Saved entries

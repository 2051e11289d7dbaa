//! 存储层
//!
//! `PersistenceGateway` 定义工作流层需要的持久化操作，`SqlitePersistence` 是基于 rusqlite 的实现。

pub mod gateway;
pub mod sqlite_store;

pub use gateway::PersistenceGateway;
pub use sqlite_store::SqlitePersistence;
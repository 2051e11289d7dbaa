use serde::{Deserialize, Serialize};
use std::fmt;
use std::str::FromStr;

use crate::error::ValidationError;

/// 试卷类型
#[derive(Debug, Clone, Copy, PartialEq, Eq, Hash, Serialize, Deserialize)]
#[serde(rename_all = "kebab-case")]
pub enum ExamType {
    /// 选择题
    MultipleChoice,
    /// 开放问答
    OpenQuestions,
    /// 论述
    Essay,
    /// 基于文档的实践作业
    PracticalWorkFromDocument,
}

impl ExamType {
    pub const ALL: [ExamType; 4] = [
        ExamType::MultipleChoice,
        ExamType::OpenQuestions,
        ExamType::Essay,
        ExamType::PracticalWorkFromDocument,
    ];

    /// 获取标准名称（与提示词和 schema 中的枚举值一致）
    pub fn as_str(self) -> &'static str {
        match self {
            ExamType::MultipleChoice => "multiple-choice",
            ExamType::OpenQuestions => "open-questions",
            ExamType::Essay => "essay",
            ExamType::PracticalWorkFromDocument => "practical-work-from-document",
        }
    }

    /// 是否需要主题
    pub fn requires_topic(self) -> bool {
        self != ExamType::PracticalWorkFromDocument
    }
}

impl fmt::Display for ExamType {
    fn fmt(&self, f: &mut fmt::Formatter<'_>) -> fmt::Result {
        f.write_str(self.as_str())
    }
}

impl FromStr for ExamType {
    type Err = String;

    fn from_str(s: &str) -> Result<Self, Self::Err> {
        ExamType::ALL
            .into_iter()
            .find(|t| t.as_str() == s.trim())
            .ok_or_else(|| {
                let names: Vec<&str> = ExamType::ALL.iter().map(|t| t.as_str()).collect();
                format!("未知的试卷类型 '{}'，可选: {}", s, names.join(", "))
            })
    }
}

/// 出题请求
#[derive(Debug, Clone, PartialEq, Serialize, Deserialize)]
#[serde(rename_all = "camelCase")]
pub struct ExamGenerationRequest {
    pub topic: Option<String>,
    #[serde(rename = "type")]
    pub exam_type: ExamType,
    pub source_text: Option<String>,
    pub instructions: Option<String>,
}

impl ExamGenerationRequest {
    pub fn new(exam_type: ExamType) -> Self {
        Self {
            topic: None,
            exam_type,
            source_text: None,
            instructions: None,
        }
    }

    pub fn with_topic(mut self, topic: impl Into<String>) -> Self {
        self.topic = Some(topic.into());
        self
    }

    pub fn with_instructions(mut self, instructions: impl Into<String>) -> Self {
        self.instructions = Some(instructions.into());
        self
    }

    pub fn with_source_text(mut self, source_text: impl Into<String>) -> Self {
        self.source_text = Some(source_text.into());
        self
    }

    /// 校验前置条件
    ///
    /// 实践作业需要源文本、主题或说明之一（`has_source_document` 表示
    /// 还有一份待提取的源文档）；其他类型必须有主题。空白字符串视为未提供。
    pub fn validate(&self, has_source_document: bool) -> Result<(), ValidationError> {
        let topic = present(&self.topic);
        if self.exam_type.requires_topic() {
            if !topic {
                return Err(ValidationError::TopicRequired);
            }
            return Ok(());
        }

        let has_source = has_source_document || present(&self.source_text);
        if has_source || topic || present(&self.instructions) {
            Ok(())
        } else {
            Err(ValidationError::TopicOrInstructionsRequired)
        }
    }

    /// 去掉空白的可选字段
    pub fn normalized(mut self) -> Self {
        self.topic = non_blank(self.topic);
        self.source_text = non_blank(self.source_text);
        self.instructions = non_blank(self.instructions);
        self
    }
}

/// 生成的试卷及配套评分标准（均为 Markdown）
#[derive(Debug, Clone, PartialEq, Serialize, Deserialize)]
#[serde(rename_all = "camelCase")]
pub struct GeneratedExam {
    pub exam_content: String,
    /// 可直接作为后续评分请求的评分标准
    pub evaluation_criteria: String,
}

impl GeneratedExam {
    /// 返回为空的必填字段
    pub fn missing_fields(&self) -> Vec<&'static str> {
        let mut missing = Vec::new();
        if self.exam_content.trim().is_empty() {
            missing.push("examContent");
        }
        if self.evaluation_criteria.trim().is_empty() {
            missing.push("evaluationCriteria");
        }
        missing
    }
}

fn present(value: &Option<String>) -> bool {
    value.as_deref().is_some_and(|v| !v.trim().is_empty())
}

fn non_blank(value: Option<String>) -> Option<String> {
    value.filter(|v| !v.trim().is_empty())
}
//! 个性化反馈编排 - 编排层
//!
//! 针对一位已评分学生重新生成反馈，不修改任何已保存的数据。

use std::sync::Arc;
use tracing::info;

use crate::error::{AppResult, ValidationError};
use crate::models::EvaluationCriteria;
use crate::services::prompts::{FeedbackInput, FeedbackOutput};
use crate::services::{invoke_typed, PromptCatalog, StructuredGeneration};

/// 反馈生成器
pub struct FeedbackGenerator {
    generator: Arc<dyn StructuredGeneration>,
    prompts: Arc<PromptCatalog>,
}

impl FeedbackGenerator {
    pub fn new(generator: Arc<dyn StructuredGeneration>, prompts: Arc<PromptCatalog>) -> Self {
        Self { generator, prompts }
    }

    /// 根据试卷文本、评分标准和分数生成反馈（Markdown）
    pub async fn regenerate(
        &self,
        student_exam: &str,
        criteria: &EvaluationCriteria,
        grade: f64,
    ) -> AppResult<String> {
        if criteria.is_blank() {
            return Err(ValidationError::CriteriaTooShort { min: 1 }.into());
        }

        let input = FeedbackInput {
            student_exam: student_exam.to_string(),
            evaluation_criteria: criteria.as_str().to_string(),
            student_grade: format_grade(grade),
        };
        let output: FeedbackOutput =
            invoke_typed(self.generator.as_ref(), &self.prompts.feedback, &input).await?;

        info!("✓ 已生成个性化反馈 ({} 字符)", output.feedback.chars().count());
        Ok(output.feedback)
    }
}

/// 整数分数不带小数部分
fn format_grade(grade: f64) -> String {
    if grade.fract() == 0.0 {
        format!("{:.0}", grade)
    } else {
        grade.to_string()
    }
}

#[cfg(test)]
mod tests {
    use super::*;
    use crate::services::PromptSpec;
    use async_trait::async_trait;
    use serde_json::{json, Value};
    use std::sync::Mutex;

    struct Echo {
        seen: Mutex<Option<Value>>,
    }

    #[async_trait]
    impl StructuredGeneration for Echo {
        async fn invoke(&self, _prompt: &PromptSpec, input: &Value) -> AppResult<Value> {
            *self.seen.lock().unwrap() = Some(input.clone());
            Ok(json!({"feedback": "Keep practising **fractions**."}))
        }
    }

    #[test]
    fn test_format_grade() {
        assert_eq!(format_grade(85.0), "85");
        assert_eq!(format_grade(72.5), "72.5");
    }

    #[tokio::test]
    async fn test_regenerate_sends_grade_as_text() {
        let echo = Arc::new(Echo {
            seen: Mutex::new(None),
        });
        let generator = FeedbackGenerator::new(echo.clone(), Arc::new(PromptCatalog::default()));

        let feedback = generator
            .regenerate("1/2 + 1/4 = 2/6", &EvaluationCriteria::new("Fractions, 10 points"), 40.0)
            .await
            .unwrap();

        assert_eq!(feedback, "Keep practising **fractions**.");
        let seen = echo.seen.lock().unwrap().clone().unwrap();
        assert_eq!(seen["studentGrade"], "40");
        assert_eq!(seen["studentExam"], "1/2 + 1/4 = 2/6");
    }
}
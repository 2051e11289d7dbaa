pub mod exam;
pub mod grading;
pub mod records;
pub mod submission;

pub use exam::{ExamGenerationRequest, ExamType, GeneratedExam};
pub use grading::{
    round_to, EvaluationCriteria, EvaluationSummary, GradingOutcome, GradingRequest, GradingResult,
};
pub use records::{
    EvaluationDetail, EvaluationRecord, EvaluationStats, NewEvaluation, NewResult, ResultRecord,
    SavedCriteria, UserId,
};
pub use submission::{ExamSubmission, UploadedDocument};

**What the task asks:**
Answer with one number, namely how many lines in the records contain the string "crate".

**Task solution:**
6